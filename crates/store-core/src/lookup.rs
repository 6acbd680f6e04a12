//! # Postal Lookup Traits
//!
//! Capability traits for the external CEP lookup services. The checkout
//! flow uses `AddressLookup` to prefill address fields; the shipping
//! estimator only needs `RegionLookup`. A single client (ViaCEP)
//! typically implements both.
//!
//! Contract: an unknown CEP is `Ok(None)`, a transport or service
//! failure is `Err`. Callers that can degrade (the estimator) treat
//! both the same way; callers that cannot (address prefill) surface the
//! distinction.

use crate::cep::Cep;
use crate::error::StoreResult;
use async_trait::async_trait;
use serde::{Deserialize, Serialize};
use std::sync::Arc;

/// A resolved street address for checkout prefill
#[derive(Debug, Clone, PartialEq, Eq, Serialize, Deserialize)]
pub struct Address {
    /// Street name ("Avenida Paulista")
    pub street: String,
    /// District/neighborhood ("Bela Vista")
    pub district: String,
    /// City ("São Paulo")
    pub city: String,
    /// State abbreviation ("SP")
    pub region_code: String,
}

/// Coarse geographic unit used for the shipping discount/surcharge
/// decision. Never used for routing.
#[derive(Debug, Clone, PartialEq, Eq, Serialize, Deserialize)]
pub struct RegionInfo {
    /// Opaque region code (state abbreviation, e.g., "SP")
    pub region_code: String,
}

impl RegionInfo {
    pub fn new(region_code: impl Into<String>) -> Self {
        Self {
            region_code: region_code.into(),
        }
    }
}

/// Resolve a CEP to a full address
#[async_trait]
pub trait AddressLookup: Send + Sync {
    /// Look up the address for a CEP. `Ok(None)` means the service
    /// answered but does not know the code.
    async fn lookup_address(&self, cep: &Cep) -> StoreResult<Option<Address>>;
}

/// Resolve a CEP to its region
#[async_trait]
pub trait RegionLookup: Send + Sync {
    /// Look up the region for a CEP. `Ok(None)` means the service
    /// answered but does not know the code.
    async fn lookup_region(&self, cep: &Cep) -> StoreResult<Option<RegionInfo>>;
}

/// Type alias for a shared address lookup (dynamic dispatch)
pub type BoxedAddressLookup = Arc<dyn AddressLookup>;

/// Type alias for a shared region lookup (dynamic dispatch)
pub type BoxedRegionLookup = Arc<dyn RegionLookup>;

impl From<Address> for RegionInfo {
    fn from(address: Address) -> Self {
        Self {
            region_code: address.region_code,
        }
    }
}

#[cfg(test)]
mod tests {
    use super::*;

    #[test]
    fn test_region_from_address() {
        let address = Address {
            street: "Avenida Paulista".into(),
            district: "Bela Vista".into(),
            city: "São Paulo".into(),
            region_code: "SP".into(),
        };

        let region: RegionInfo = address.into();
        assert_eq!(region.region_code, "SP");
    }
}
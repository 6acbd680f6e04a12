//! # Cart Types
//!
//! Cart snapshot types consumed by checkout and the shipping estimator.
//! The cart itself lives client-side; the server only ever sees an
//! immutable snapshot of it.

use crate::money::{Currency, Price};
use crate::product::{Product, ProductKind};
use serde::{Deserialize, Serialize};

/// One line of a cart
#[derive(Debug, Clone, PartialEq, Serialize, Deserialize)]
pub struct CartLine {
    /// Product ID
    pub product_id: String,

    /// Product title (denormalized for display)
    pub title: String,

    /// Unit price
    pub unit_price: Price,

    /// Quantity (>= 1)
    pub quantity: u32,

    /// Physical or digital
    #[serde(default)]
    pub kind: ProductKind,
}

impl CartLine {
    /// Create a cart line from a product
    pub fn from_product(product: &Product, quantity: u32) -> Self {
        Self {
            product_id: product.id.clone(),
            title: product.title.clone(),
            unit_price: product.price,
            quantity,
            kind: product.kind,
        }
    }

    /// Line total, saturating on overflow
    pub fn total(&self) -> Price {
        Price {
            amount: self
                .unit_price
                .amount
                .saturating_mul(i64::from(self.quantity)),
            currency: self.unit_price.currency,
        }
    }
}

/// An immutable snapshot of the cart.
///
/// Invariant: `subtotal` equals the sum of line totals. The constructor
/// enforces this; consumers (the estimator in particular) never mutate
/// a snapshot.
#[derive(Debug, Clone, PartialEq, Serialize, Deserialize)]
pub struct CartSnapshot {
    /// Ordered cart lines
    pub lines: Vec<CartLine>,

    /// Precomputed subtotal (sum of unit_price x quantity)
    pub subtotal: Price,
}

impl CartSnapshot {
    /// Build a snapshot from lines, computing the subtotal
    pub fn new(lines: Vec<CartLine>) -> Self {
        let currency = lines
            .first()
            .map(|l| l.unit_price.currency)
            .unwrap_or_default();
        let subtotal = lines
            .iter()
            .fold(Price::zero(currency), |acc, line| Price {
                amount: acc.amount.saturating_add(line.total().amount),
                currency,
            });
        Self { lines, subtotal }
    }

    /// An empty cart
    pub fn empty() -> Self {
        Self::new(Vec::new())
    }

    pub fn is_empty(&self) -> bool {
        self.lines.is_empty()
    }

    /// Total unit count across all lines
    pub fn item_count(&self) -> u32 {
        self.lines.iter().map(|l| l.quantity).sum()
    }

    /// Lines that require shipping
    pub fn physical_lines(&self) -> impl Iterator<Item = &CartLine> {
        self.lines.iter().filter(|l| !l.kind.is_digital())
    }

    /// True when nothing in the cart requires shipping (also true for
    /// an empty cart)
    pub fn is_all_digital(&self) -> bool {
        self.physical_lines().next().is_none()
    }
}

====

■ ACTION ITEM
For each record above, output it exactly as written.

■ SOLVED EXERCISE
filename crates/store-core/src/lookup.rs
repository 6acbd680f6e04a12
//! # Postal Lookup Traits
//!
//! Capability traits for the external CEP lookup services. The checkout
//! flow uses `AddressLookup` to prefill address fields; the shipping
//! estimator only needs `RegionLookup`. A single client (ViaCEP)
//! typically implements both.
//!
//! Contract: an unknown CEP is `Ok(None)`, a transport or service
//! failure is `Err`. Callers that can degrade (the estimator) treat
//! both the same way; callers that cannot (address prefill) surface the
//! distinction.

use crate::cep::Cep;
use crate::error::StoreResult;
use async_trait::async_trait;
use serde::{Deserialize, Serialize};
use std::sync::Arc;

/// A resolved street address for checkout prefill
#[derive(Debug, Clone, PartialEq, Eq, Serialize, Deserialize)]
pub struct Address {
    /// Street name ("Avenida Paulista")
    pub street: String,
    /// District/neighborhood ("Bela Vista")
    pub district: String,
    /// City ("São Paulo")
    pub city: String,
    /// State abbreviation ("SP")
    pub region_code: String,
}

/// Coarse geographic unit used for the shipping discount/surcharge
/// decision. Never used for routing.
#[derive(Debug, Clone, PartialEq, Eq, Serialize, Deserialize)]
pub struct RegionInfo {
    /// Opaque region code (state abbreviation, e.g., "SP")
    pub region_code: String,
}

impl RegionInfo {
    pub fn new(region_code: impl Into<String>) -> Self {
        Self {
            region_code: region_code.into(),
        }
    }
}

/// Resolve a CEP to a full address
#[async_trait]
pub trait AddressLookup: Send + Sync {
    /// Look up the address for a CEP. `Ok(None)` means the service
    /// answered but does not know the code.
    async fn lookup_address(&self, cep: &Cep) -> StoreResult<Option<Address>>;
}

/// Resolve a CEP to its region
#[async_trait]
pub trait RegionLookup: Send + Sync {
    /// Look up the region for a CEP. `Ok(None)` means the service
    /// answered but does not know the code.
    async fn lookup_region(&self, cep: &Cep) -> StoreResult<Option<RegionInfo>>;
}

/// Type alias for a shared address lookup (dynamic dispatch)
pub type BoxedAddressLookup = Arc<dyn AddressLookup>;

/// Type alias for a shared region lookup (dynamic dispatch)
pub type BoxedRegionLookup = Arc<dyn RegionLookup>;

impl From<Address> for RegionInfo {
    fn from(address: Address) -> Self {
        Self {
            region_code: address.region_code,
        }
    }
}

#[cfg(test)]
mod tests {
    use super::*;

    #[test]
    fn test_region_from_address() {
        let address = Address {
            street: "Avenida Paulista".into(),
            district: "Bela Vista".into(),
            city: "São Paulo".into(),
            region_code: "SP".into(),
        };

        let region: RegionInfo = address.into();
        assert_eq!(region.region_code, "SP");
    }
}
repository 6acbd680f6e04a12
//! # Cart Types
//!
//! Cart snapshot types consumed by checkout and the shipping estimator.
//! The cart itself lives client-side; the server only ever sees an
//! immutable snapshot of it.

use crate::money::{Currency, Price};
use crate::product::{Product, ProductKind};
use serde::{Deserialize, Serialize};

/// One line of a cart
#[derive(Debug, Clone, PartialEq, Serialize, Deserialize)]
pub struct CartLine {
    /// Product ID
    pub product_id: String,

    /// Product title (denormalized for display)
    pub title: String,

    /// Unit price
    pub unit_price: Price,

    /// Quantity (>= 1)
    pub quantity: u32,

    /// Physical or digital
    #[serde(default)]
    pub kind: ProductKind,
}

impl CartLine {
    /// Create a cart line from a product
    pub fn from_product(product: &Product, quantity: u32) -> Self {
        Self {
            product_id: product.id.clone(),
            title: product.title.clone(),
            unit_price: product.price,
            quantity,
            kind: product.kind,
        }
    }

    /// Line total, saturating on overflow
    pub fn total(&self) -> Price {
        Price {
            amount: self
                .unit_price
                .amount
                .saturating_mul(i64::from(self.quantity)),
            currency: self.unit_price.currency,
        }
    }
}

/// An immutable snapshot of the cart.
///
/// Invariant: `subtotal` equals the sum of line totals. The constructor
/// enforces this; consumers (the estimator in particular) never mutate
/// a snapshot.
#[derive(Debug, Clone, PartialEq, Serialize, Deserialize)]
pub struct CartSnapshot {
    /// Ordered cart lines
    pub lines: Vec<CartLine>,

    /// Precomputed subtotal (sum of unit_price x quantity)
    pub subtotal: Price,
}

impl CartSnapshot {
    /// Build a snapshot from lines, computing the subtotal
    pub fn new(lines: Vec<CartLine>) -> Self {
        let currency = lines
            .first()
            .map(|l| l.unit_price.currency)
            .unwrap_or_default();
        let subtotal = lines
            .iter()
            .fold(Price::zero(currency), |acc, line| Price {
                amount: acc.amount.saturating_add(line.total().amount),
                currency,
            });
        Self { lines, subtotal }
    }

    /// An empty cart
    pub fn empty() -> Self {
        Self::new(Vec::new())
    }

    pub fn is_empty(&self) -> bool {
        self.lines.is_empty()
    }

    /// Total unit count across all lines
    pub fn item_count(&self) -> u32 {
        self.lines.iter().map(|l| l.quantity).sum()
    }

    /// Lines that require shipping
    pub fn physical_lines(&self) -> impl Iterator<Item = &CartLine> {
        self.lines.iter().filter(|l| !l.kind.is_digital())
    }

    /// True when nothing in the cart requires shipping (also true for
    /// an empty cart)
    pub fn is_all_digital(&self) -> bool {
        self.physical_lines().next().is_none()
    }
}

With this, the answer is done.